El primer caso registrado se fecha en 1725 y va asociado al nombre de Nicole Millet. En un principio, se le imputó al marido la responsabilidad del suceso. Sin embargo, la audaz defensa se basó en una hipótesis acaso no tan fantasiosa: la mujer había ardido de suyo, convirtiéndose en pira humana sin motivo conocido.
Las pruebas se basaban en un detalle asaz curioso: ni la silla donde se encontraba ni el suelo en derredor mostraban signos de que se hubiese producido un incendio, según narró años después Jonas Dupont, quien recogió el caso en su De Incendiis Corporis Humani Spontaneis (1763). Con esta obra, Dupont puso el dedo sobre la llaga, mejor dicho sobre la ceniza, popularizando un fenómeno tan raro que al principio, por fuerza, tenía que confundirse con una especie de fuego divino y castigo sobrenatural.
Pero los presuntos casos de combustión humana espontánea no se quedaron ahí. De hecho, el siglo XX es fértil en tales. Por ejemplo, el 2 de julio de 1951, en St. Petersburg, Florida, los restos de la sexagenaria Mardy Hardy Reeser fueron descubiertos por su casera. De la señora Reeser quedaban apenas el cráneo miniaturizado, un par de vértebras y el pie izquierdo. Lo demás, cenizas. Asimismo, las paredes estaban como barnizadas por una especie de sustancia aceitosa y grasienta.
En 1964, Helen Cornway, otra anciana de un pueblo de Pennsylvania, se unió a la lista, lo mismo que, en 1966, el doctor John Bentley, de 92 años de edad, uno de cuyos pies fue hallado en el baño de su casa rodeado de ceniza. Lo sorprendente también en este caso es que el incendio apenas hubiese afectado al resto del cuarto, circunscribiéndose a un contorno preciso y delimitado. Uno de los últimos episodios, en fin, sucedió en Gales, en 1980. La víctima se llamaba Henry Thomas, de 72. Se encontraron los dos pies y trozos del cráneo.

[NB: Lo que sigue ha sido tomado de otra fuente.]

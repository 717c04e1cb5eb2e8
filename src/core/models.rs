use std::path::{Path, PathBuf};

use serde::{Deserialize, Serialize};

/// Operating systems a package can be built for.
#[derive(Debug, Clone, Copy, PartialEq, Eq, Hash, Serialize, Deserialize)]
#[serde(rename_all = "lowercase")]
pub enum TargetOs {
    Windows,
    Linux,
    Darwin,
}

impl TargetOs {
    /// Value passed to the compiler as `GOOS`.
    pub fn goos(&self) -> &'static str {
        match self {
            Self::Windows => "windows",
            Self::Linux => "linux",
            Self::Darwin => "darwin",
        }
    }

    pub fn archive_kind(&self) -> ArchiveKind {
        match self {
            Self::Windows => ArchiveKind::Zip,
            Self::Linux | Self::Darwin => ArchiveKind::TarGz,
        }
    }

    pub fn exe_suffix(&self) -> &'static str {
        match self {
            Self::Windows => ".exe",
            Self::Linux | Self::Darwin => "",
        }
    }

    /// The OS this binary was compiled for, if Go publishes a toolchain for it.
    pub fn host() -> Option<Self> {
        Self::from_rust_os(std::env::consts::OS)
    }

    pub fn from_rust_os(os: &str) -> Option<Self> {
        match os {
            "windows" => Some(Self::Windows),
            "linux" => Some(Self::Linux),
            "macos" => Some(Self::Darwin),
            _ => None,
        }
    }
}

/// Map a Rust `target_arch` name to the matching `GOARCH`.
pub fn goarch_for(rust_arch: &str) -> Option<&'static str> {
    match rust_arch {
        "x86_64" => Some("amd64"),
        "x86" => Some("386"),
        "aarch64" => Some("arm64"),
        "arm" => Some("armv6l"),
        _ => None,
    }
}

/// Container format of a published Go toolchain.
#[derive(Debug, Clone, Copy, PartialEq, Eq)]
pub enum ArchiveKind {
    Zip,
    TarGz,
}

impl ArchiveKind {
    pub fn extension(&self) -> &'static str {
        match self {
            Self::Zip => "zip",
            Self::TarGz => "tar.gz",
        }
    }
}

/// Which targets a run packages.
#[derive(Debug, Clone, Copy, PartialEq, Eq, Serialize, Deserialize, clap::ValueEnum)]
#[serde(rename_all = "lowercase")]
pub enum SystemSelection {
    #[value(alias = "windows")]
    #[serde(alias = "windows")]
    Win,
    #[value(alias = "linux")]
    #[serde(alias = "linux")]
    Lin,
    #[value(aliases = ["darwin", "macos"])]
    #[serde(alias = "darwin", alias = "macos")]
    Mac,
    All,
}

impl SystemSelection {
    pub fn targets(&self) -> Vec<TargetOs> {
        match self {
            Self::Win => vec![TargetOs::Windows],
            Self::Lin => vec![TargetOs::Linux],
            Self::Mac => vec![TargetOs::Darwin],
            Self::All => vec![TargetOs::Windows, TargetOs::Linux, TargetOs::Darwin],
        }
    }
}

/// One per-OS output directory and the paths derived from it.
#[derive(Debug, Clone, PartialEq, Eq)]
pub struct PackageDir {
    pub target: TargetOs,
    pub root: PathBuf,
}

impl PackageDir {
    pub fn new(destination: &Path, product: &str, target: TargetOs) -> Self {
        Self {
            target,
            root: destination.join(format!("{}_{}", product, target.goos())),
        }
    }

    pub fn goroot(&self) -> PathBuf {
        self.root.join("goroot")
    }

    pub fn gopath(&self) -> PathBuf {
        self.root.join("gopath")
    }

    /// Scratch toolchain for the host, removed before zipping.
    pub fn go_temp(&self) -> PathBuf {
        self.root.join("goTemp")
    }

    /// Compiler inside this package's bundled toolchain.
    pub fn bundled_go(&self) -> PathBuf {
        go_binary_in(&self.goroot())
    }

    pub fn dependency_path(&self, import_path: &str) -> PathBuf {
        let mut path = self.gopath().join("src");
        for part in import_path.split('/') {
            path.push(part);
        }
        path
    }

    pub fn binary_path(&self, product: &str) -> PathBuf {
        self.root
            .join(format!("{}{}", product, self.target.exe_suffix()))
    }

    /// `<root>.zip`, next to the package directory.
    pub fn zip_path(&self) -> PathBuf {
        let mut name = self.root.clone().into_os_string();
        name.push(".zip");
        PathBuf::from(name)
    }
}

/// `go/bin/go` below an extracted toolchain directory.
pub fn go_binary_in(dir: &Path) -> PathBuf {
    dir.join("go")
        .join("bin")
        .join(format!("go{}", std::env::consts::EXE_SUFFIX))
}

#[cfg(test)]
mod tests {
    use super::*;

    #[test]
    fn all_selection_keeps_windows_linux_darwin_order() {
        assert_eq!(
            SystemSelection::All.targets(),
            vec![TargetOs::Windows, TargetOs::Linux, TargetOs::Darwin]
        );
        assert_eq!(SystemSelection::Mac.targets(), vec![TargetOs::Darwin]);
    }

    #[test]
    fn package_paths_follow_product_and_goos() {
        let pkg = PackageDir::new(Path::new("/out"), "DeimosC2", TargetOs::Windows);
        assert_eq!(pkg.root, PathBuf::from("/out/DeimosC2_windows"));
        assert_eq!(pkg.goroot(), PathBuf::from("/out/DeimosC2_windows/goroot"));
        assert_eq!(pkg.zip_path(), PathBuf::from("/out/DeimosC2_windows.zip"));
        assert_eq!(
            pkg.binary_path("DeimosC2"),
            PathBuf::from("/out/DeimosC2_windows/DeimosC2.exe")
        );

        let linux = PackageDir::new(Path::new("/out"), "DeimosC2", TargetOs::Linux);
        assert_eq!(
            linux.binary_path("DeimosC2"),
            PathBuf::from("/out/DeimosC2_linux/DeimosC2")
        );
    }

    #[test]
    fn dependency_path_splits_import_path() {
        let pkg = PackageDir::new(Path::new("/out"), "DeimosC2", TargetOs::Linux);
        assert_eq!(
            pkg.dependency_path("golang.org/x/sys"),
            PathBuf::from("/out/DeimosC2_linux/gopath/src/golang.org/x/sys")
        );
    }

    #[test]
    fn rust_names_map_to_go_names() {
        assert_eq!(TargetOs::from_rust_os("macos"), Some(TargetOs::Darwin));
        assert_eq!(TargetOs::from_rust_os("freebsd"), None);
        assert_eq!(goarch_for("x86_64"), Some("amd64"));
        assert_eq!(goarch_for("aarch64"), Some("arm64"));
    }

    #[test]
    fn archive_kind_per_os() {
        assert_eq!(TargetOs::Windows.archive_kind().extension(), "zip");
        assert_eq!(TargetOs::Darwin.archive_kind().extension(), "tar.gz");
    }
}
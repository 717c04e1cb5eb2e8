mod slack;

use anyhow::Result;
use async_trait::async_trait;
use std::path::PathBuf;
use std::sync::Arc;

use crate::config::{NotificationChannelType, NotificationConfig};

pub use slack::SlackNotifier;

/// Events that trigger notifications
#[derive(Debug, Clone)]
pub enum PackageEvent {
    Started {
        product: String,
        go_version: String,
        targets: Vec<String>,
        destination: PathBuf,
    },
    Completed {
        product: String,
        archives: Vec<PathBuf>,
        duration_secs: u64,
    },
    Failed {
        product: String,
        error: String,
    },
}

/// Trait for notification channel implementations
#[async_trait]
pub trait NotificationChannel: Send + Sync {
    async fn notify(&self, event: PackageEvent) -> Result<()>;
}

/// Build the configured notifier, if any.
pub fn create_notifier(config: &NotificationConfig) -> Option<Arc<dyn NotificationChannel>> {
    match &config.channel {
        NotificationChannelType::None => None,
        NotificationChannelType::Slack => {
            let webhook = config.slack_webhook.as_ref()?;
            if webhook.is_empty() {
                return None;
            }
            Some(Arc::new(SlackNotifier::new(webhook.clone())))
        }
    }
}

#[cfg(test)]
mod tests {
    use super::*;

    #[test]
    fn no_notifier_without_channel_or_webhook() {
        assert!(create_notifier(&NotificationConfig::default()).is_none());

        let empty = NotificationConfig {
            channel: NotificationChannelType::Slack,
            slack_webhook: Some(String::new()),
        };
        assert!(create_notifier(&empty).is_none());

        let missing = NotificationConfig {
            channel: NotificationChannelType::Slack,
            slack_webhook: None,
        };
        assert!(create_notifier(&missing).is_none());
    }

    #[test]
    fn slack_notifier_when_webhook_set() {
        let config = NotificationConfig {
            channel: NotificationChannelType::Slack,
            slack_webhook: Some("https://hooks.slack.test/T000".to_string()),
        };
        assert!(create_notifier(&config).is_some());
    }
}
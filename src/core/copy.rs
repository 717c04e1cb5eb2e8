use anyhow::{Result, anyhow, bail};
use std::fs::{self, File};
use std::io::{BufReader, BufWriter, Read, Write};
use std::path::{Path, PathBuf};
use tracing::{debug, info, info_span, warn};
use walkdir::WalkDir;

use super::models::PackageDir;
use crate::config::CopySet;
use crate::error::PackError;

/// Buffer size for file I/O operations
const BUFFER_SIZE: usize = 128 * 1024;

/// Totals for one copy operation.
#[derive(Debug, Default, Clone, Copy, PartialEq, Eq)]
pub struct CopyStats {
    pub files: u64,
    pub bytes: u64,
}

impl std::ops::AddAssign for CopyStats {
    fn add_assign(&mut self, other: Self) {
        self.files += other.files;
        self.bytes += other.bytes;
    }
}

/// Copy the configured folders and files from `source` into every package.
///
/// Folders merge into whatever is already in the package; files of the same
/// name are overwritten. A missing source entry fails the step.
pub async fn copy_source(
    source: &Path,
    packages: &[PackageDir],
    copy_set: &CopySet,
) -> Result<CopyStats> {
    for name in copy_set.folders.iter().chain(copy_set.files.iter()) {
        let path = source.join(name);
        if !path.exists() {
            return Err(PackError::MissingSource(path).into());
        }
    }

    let mut total = CopyStats::default();

    for package in packages {
        let span = info_span!("copy_source", target = package.target.goos());
        let source = source.to_path_buf();
        let root = package.root.clone();
        let copy_set = copy_set.clone();

        let stats = tokio::task::spawn_blocking(move || -> Result<CopyStats> {
            let _entered = span.enter();
            let mut stats = CopyStats::default();
            for folder in &copy_set.folders {
                stats += copy_tree(&source.join(folder), &root.join(folder))?;
            }
            for file in &copy_set.files {
                let bytes = copy_single_file(&source.join(file), &root.join(file))?;
                stats += CopyStats { files: 1, bytes };
            }
            info!(files = stats.files, bytes = stats.bytes, "Source copied");
            Ok(stats)
        })
        .await??;

        total += stats;
    }

    Ok(total)
}

/// Result of scanning a directory
struct ScanResult {
    files: Vec<PathBuf>,
    /// Parents before children
    directories: Vec<PathBuf>,
}

/// Recursively copy `source` into `destination`, merging with existing
/// content. File permissions and timestamps follow the source; directories
/// keep the default mode so read-only source trees stay writable in the
/// package.
pub fn copy_tree(source: &Path, destination: &Path) -> Result<CopyStats> {
    let scan = scan_directory(source)?;

    fs::create_dir_all(destination)
        .map_err(|e| anyhow!("Failed to create {}: {}", destination.display(), e))?;

    for dir in &scan.directories {
        let target = destination.join(relative_to(source, dir)?);
        fs::create_dir_all(&target)
            .map_err(|e| anyhow!("Failed to create {}: {}", target.display(), e))?;
    }

    let mut stats = CopyStats::default();
    for file in &scan.files {
        let target = destination.join(relative_to(source, file)?);
        stats.bytes += copy_single_file(file, &target)?;
        stats.files += 1;
    }

    debug!(
        source = %source.display(),
        destination = %destination.display(),
        files = stats.files,
        bytes = stats.bytes,
        "Tree copied"
    );
    Ok(stats)
}

fn relative_to<'a>(base: &Path, path: &'a Path) -> Result<&'a Path> {
    path.strip_prefix(base)
        .map_err(|_| anyhow!("{} is not under {}", path.display(), base.display()))
}

// Symlinks are followed so linked resources land in the package as files
fn scan_directory(root: &Path) -> Result<ScanResult> {
    let mut scan = ScanResult {
        files: Vec::new(),
        directories: Vec::new(),
    };

    for entry in WalkDir::new(root).follow_links(true).min_depth(1) {
        let entry = match entry {
            Ok(entry) => entry,
            Err(e) if e.loop_ancestor().is_some() => {
                bail!("Symlink loop in {}: {}", root.display(), e);
            }
            Err(e) if e.depth() == 0 => {
                bail!("Failed to read directory {}: {}", root.display(), e);
            }
            Err(e) => {
                warn!(error = %e, "Skipping unreadable entry");
                continue;
            }
        };

        let file_type = entry.file_type();
        if file_type.is_dir() {
            scan.directories.push(entry.into_path());
        } else if file_type.is_file() {
            scan.files.push(entry.into_path());
        }
    }

    Ok(scan)
}

/// Copy one file, overwriting `dest`, and carry over permissions and timestamps.
fn copy_single_file(source: &Path, dest: &Path) -> Result<u64> {
    let source_metadata = fs::metadata(source)
        .map_err(|e| anyhow!("Failed to read metadata of {}: {}", source.display(), e))?;
    if !source_metadata.is_file() {
        bail!("{} is not a regular file", source.display());
    }

    if let Some(parent) = dest.parent() {
        fs::create_dir_all(parent)?;
    }
    // A read-only copy from an earlier run cannot be opened for writing
    if dest.is_file() {
        fs::remove_file(dest)?;
    }

    let mut reader = BufReader::with_capacity(
        BUFFER_SIZE,
        File::open(source).map_err(|e| anyhow!("Failed to open {}: {}", source.display(), e))?,
    );
    let mut writer = BufWriter::with_capacity(
        BUFFER_SIZE,
        File::create(dest).map_err(|e| anyhow!("Failed to create {}: {}", dest.display(), e))?,
    );

    let mut buffer = vec![0u8; BUFFER_SIZE];
    let mut bytes_written: u64 = 0;
    loop {
        let bytes_read = reader.read(&mut buffer)?;
        if bytes_read == 0 {
            break;
        }
        writer.write_all(&buffer[..bytes_read])?;
        bytes_written += bytes_read as u64;
    }
    writer.flush()?;
    drop(writer);

    if let Err(e) = fs::set_permissions(dest, source_metadata.permissions()) {
        debug!(dest = %dest.display(), error = %e, "Failed to set file permissions");
    }

    let atime = filetime::FileTime::from_last_access_time(&source_metadata);
    let mtime = filetime::FileTime::from_last_modification_time(&source_metadata);
    if let Err(e) = filetime::set_file_times(dest, atime, mtime) {
        debug!(dest = %dest.display(), error = %e, "Failed to preserve file timestamps");
    }

    Ok(bytes_written)
}
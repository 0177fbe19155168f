//! Prompt categories and the built-in snippet catalog.
//!
//! Every atomic prompt belongs to exactly one [`Category`]. The category
//! decides where the snippet lands in the rendered prompt (sections follow
//! [`Category::DISPLAY_ORDER`]), which title its section carries, and whether
//! the section is a bullet or a numbered list.
//!
//! - [`keys`]: canonical key and preset name constants.
//! - [`text`]: the literal snippet wording.
//! - [`builtin`]: the built-in registries and named preset constants.
//! - [`file`]: JSON catalog files that extend or replace the built-ins.

pub mod builtin;
pub mod file;
pub mod keys;
pub mod text;

use std::fmt;

use serde::{Deserialize, Serialize};

use crate::prompt::ListStyle;

pub use builtin::{BuiltinPresets, builtin_presets, builtin_snippets, presets};
pub use file::CatalogFile;

/// A named group of snippets rendered as one section.
///
/// The derived ordering is the display order.
#[derive(Debug, Clone, Copy, PartialEq, Eq, Hash, PartialOrd, Ord, Serialize, Deserialize)]
pub enum Category {
    /// Who the agent is.
    Backgrounds,
    /// Behavioural rules. Rendered as a numbered list.
    Instructions,
    /// Tone of voice.
    Tone,
    /// How to address the user.
    UserInteraction,
    /// Capabilities the agent can rely on.
    Tools,
}

impl Category {
    /// All categories in the order their sections appear in rendered output.
    pub const DISPLAY_ORDER: [Category; 5] = [
        Category::Backgrounds,
        Category::Instructions,
        Category::Tone,
        Category::UserInteraction,
        Category::Tools,
    ];

    /// The identifier used in catalog files and CLI listings.
    pub fn name(self) -> &'static str {
        match self {
            Self::Backgrounds => "Backgrounds",
            Self::Instructions => "Instructions",
            Self::Tone => "Tone",
            Self::UserInteraction => "UserInteraction",
            Self::Tools => "Tools",
        }
    }

    /// The section heading shown above this category's snippets.
    pub fn title(self) -> &'static str {
        match self {
            Self::Backgrounds => "Background",
            Self::Instructions => "Core Instructions",
            Self::Tone => "Tone of Voice",
            Self::UserInteraction => "User Interaction Guidelines",
            Self::Tools => "Available Tools",
        }
    }

    /// The list style used for this category's section.
    pub fn list_style(self) -> ListStyle {
        match self {
            Self::Instructions => ListStyle::Numbered,
            _ => ListStyle::Bullet,
        }
    }

}

impl fmt::Display for Category {
    fn fmt(&self, f: &mut fmt::Formatter<'_>) -> fmt::Result {
        f.write_str(self.name())
    }
}

#[cfg(test)]
mod tests {
    use super::*;

    #[test]
    fn display_order_matches_derived_ordering() {
        let mut sorted = Category::DISPLAY_ORDER;
        sorted.sort();
        assert_eq!(sorted, Category::DISPLAY_ORDER);
    }

    #[test]
    fn only_instructions_are_numbered() {
        for category in Category::DISPLAY_ORDER {
            let expected = if category == Category::Instructions {
                ListStyle::Numbered
            } else {
                ListStyle::Bullet
            };
            assert_eq!(category.list_style(), expected, "{category}");
        }
    }

    #[test]
    fn titles() {
        assert_eq!(Category::Instructions.title(), "Core Instructions");
        assert_eq!(Category::UserInteraction.title(), "User Interaction Guidelines");
    }
}
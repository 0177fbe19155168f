//! Convenience re-exports for common `atomic-prompts` types.
//!
//! ```ignore
//! use atomic_prompts::prelude::*;
//! ```
//!
//! Brings in the entry points, the catalog types needed to build a custom
//! assembler, and the key constants module.

// ── Entry points ────────────────────────────────────────────────────
pub use crate::{PromptAssembler, formatted_resolve, legacy_resolve, presets};

// ── Catalog ─────────────────────────────────────────────────────────
pub use crate::catalog::{CatalogFile, Category, keys};
pub use crate::error::CatalogError;
pub use crate::registry::{PresetRegistry, SnippetRegistry};

// ── Rendering ───────────────────────────────────────────────────────
pub use crate::prompt::{ListStyle, SectionLayout};
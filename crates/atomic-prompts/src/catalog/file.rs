//! JSON catalog files.
//!
//! A catalog file declares snippets per category and presets by name. It can
//! stand alone or extend the built-in catalog:
//!
//! ```json
//! {
//!   "extend_builtin": true,
//!   "snippets": { "Tone": { "playful_tone": "You should always be playful." } },
//!   "presets": { "playful_agent": "agent,playful_tone" }
//! }
//! ```
//!
//! Snippet keys must not collide with each other or, when extending, with the
//! built-in keys. Presets with a built-in name replace the built-in preset.

use std::path::Path;

use indexmap::IndexMap;
use serde::{Deserialize, Serialize};
use tracing::debug;

use super::Category;
use super::builtin::{builtin_presets, builtin_snippets};
use crate::assembler::PromptAssembler;
use crate::error::{CatalogError, Result};
use crate::registry::{PresetRegistry, SnippetRegistry};

#[derive(Debug, Clone, Default, PartialEq, Eq, Serialize, Deserialize)]
pub struct CatalogFile {
    /// Start from the built-in catalog instead of an empty one.
    #[serde(default)]
    pub extend_builtin: bool,
    /// Category → (key → text).
    #[serde(default)]
    pub snippets: IndexMap<Category, IndexMap<String, String>>,
    /// Preset name → comma-separated definition.
    #[serde(default)]
    pub presets: IndexMap<String, String>,
}

impl CatalogFile {
    pub fn from_json(json: &str) -> std::result::Result<Self, serde_json::Error> {
        serde_json::from_str(json)
    }

    /// Read and parse a catalog file.
    pub fn load(path: &Path) -> Result<Self> {
        let shown = path.display().to_string();
        let content = std::fs::read_to_string(path).map_err(|source| CatalogError::Io {
            path: shown.clone(),
            source,
        })?;
        let file = Self::from_json(&content).map_err(|source| CatalogError::Parse {
            path: shown.clone(),
            source,
        })?;
        debug!(
            "Loaded catalog file '{shown}' ({} categories, {} presets)",
            file.snippets.len(),
            file.presets.len()
        );
        Ok(file)
    }

    /// Validate the catalog and build an assembler over it.
    pub fn into_assembler(self) -> Result<PromptAssembler> {
        let mut snippets = SnippetRegistry::builder();
        let mut presets = PresetRegistry::new();

        if self.extend_builtin {
            snippets = snippets.extend_from(&builtin_snippets()?);
            presets = builtin_presets();
        }
        for (category, items) in self.snippets {
            snippets = snippets.category(category, items);
        }
        for (name, definition) in self.presets {
            presets.insert(name, definition);
        }

        Ok(PromptAssembler::new(snippets.build()?, presets))
    }
}

#[cfg(test)]
mod tests {
    use super::*;
    use crate::catalog::keys;
    use std::io::Write;

    const PLAYFUL: &str = r#"{
        "extend_builtin": true,
        "snippets": { "Tone": { "playful_tone": "You should always be playful." } },
        "presets": { "playful_agent": "agent, playful_tone" }
    }"#;

    #[test]
    fn parses_with_defaults() {
        let file = CatalogFile::from_json("{}").unwrap();
        assert_eq!(file, CatalogFile::default());
    }

    #[test]
    fn unknown_category_is_a_parse_error() {
        let result = CatalogFile::from_json(r#"{ "snippets": { "Mood": { "a": "b" } } }"#);
        assert!(result.is_err());
    }

    #[test]
    fn extends_builtin_catalog() {
        let assembler = CatalogFile::from_json(PLAYFUL)
            .unwrap()
            .into_assembler()
            .unwrap();
        assert!(assembler.snippets().contains(keys::DEVELOPER));
        assert!(assembler.presets().is_preset(keys::GENTLE_DEV_AGENT));

        let out = assembler.formatted_resolve("playful_agent", None);
        assert!(out.starts_with("**Background**\n- You are an experienced developer"));
        assert!(out.ends_with("**Tone of Voice**\n- You should always be playful."));
    }

    #[test]
    fn standalone_catalog_has_only_its_own_entries() {
        let json = r#"{
            "snippets": { "Instructions": { "plan": "Plan first." } },
            "presets": { "p": "plan, developer" }
        }"#;
        let assembler = CatalogFile::from_json(json)
            .unwrap()
            .into_assembler()
            .unwrap();
        assert_eq!(assembler.snippets().len(), 1);
        assert_eq!(
            assembler.formatted_resolve("p", None),
            "**Core Instructions**\n1. Plan first."
        );
    }

    #[test]
    fn entries_keep_file_order() {
        let json = r#"{
            "snippets": { "Tone": { "zesty": "Be zesty.", "adroit": "Be adroit." } },
            "presets": { "zeta": "zesty", "alpha": "adroit" }
        }"#;
        let assembler = CatalogFile::from_json(json)
            .unwrap()
            .into_assembler()
            .unwrap();
        let tone: Vec<&str> = assembler
            .snippets()
            .in_category(Category::Tone)
            .map(|s| s.key.as_str())
            .collect();
        assert_eq!(tone, ["zesty", "adroit"]);
        let names: Vec<&str> = assembler.presets().iter().map(|p| p.name.as_str()).collect();
        assert_eq!(names, ["zeta", "alpha"]);
    }

    #[test]
    fn collision_with_builtin_key_is_rejected() {
        let json = r#"{
            "extend_builtin": true,
            "snippets": { "Tools": { "developer": "Not a background." } }
        }"#;
        let result = CatalogFile::from_json(json).unwrap().into_assembler();
        match result {
            Err(CatalogError::DuplicateKey { key, first, second }) => {
                assert_eq!(key, "developer");
                assert_eq!(first, Category::Backgrounds);
                assert_eq!(second, Category::Tools);
            }
            other => panic!("expected duplicate key error, got {other:?}"),
        }
    }

    #[test]
    fn file_presets_override_builtin() {
        let json = r#"{ "extend_builtin": true, "presets": { "agent": "concise_tone" } }"#;
        let assembler = CatalogFile::from_json(json)
            .unwrap()
            .into_assembler()
            .unwrap();
        assert_eq!(
            assembler.preset_text(keys::AGENT),
            Some("**Tone of Voice**\n- You should always be concise.")
        );
    }

    #[test]
    fn load_reads_from_disk() {
        let mut tmp = tempfile::NamedTempFile::new().unwrap();
        tmp.write_all(PLAYFUL.as_bytes()).unwrap();
        let file = CatalogFile::load(tmp.path()).unwrap();
        assert!(file.extend_builtin);
        assert_eq!(file.presets["playful_agent"], "agent, playful_tone");
    }

    #[test]
    fn load_reports_missing_and_malformed_files() {
        let dir = tempfile::tempdir().unwrap();
        let missing = dir.path().join("missing.json");
        assert!(matches!(
            CatalogFile::load(&missing),
            Err(CatalogError::Io { .. })
        ));

        let broken = dir.path().join("broken.json");
        std::fs::write(&broken, "{ not json").unwrap();
        let err = CatalogFile::load(&broken).unwrap_err();
        assert!(matches!(err, CatalogError::Parse { .. }));
        assert!(err.to_string().contains("broken.json"));
    }
}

En la mayoría de las muertes, la explicación oficial se resumía en incendios involuntarios causados accidentalmente, por ejemplo mediante cigarrillos no apagados correctamente. Que las víctimas fuesen todas de avanzada edad, por consiguiente más sujetas a descuidos y menos capaces de reacción, parecería corroborar la teoría.
Sin embargo hay un grandísimo “pero”: quemar un cuerpo de modo que se vea convertido en ceniza no es tan sencillo. Efectivamente, se necesitan los rigores del mismo infierno para que de los huesos no quede sino carbonilla, temperaturas en todo caso muy superiores a los mil grados centígrados. ¿De qué manera una colilla caída sobre un tejido podría convertirse en semejante deflagración?… Sinceramente, no le vemos ningún sentido.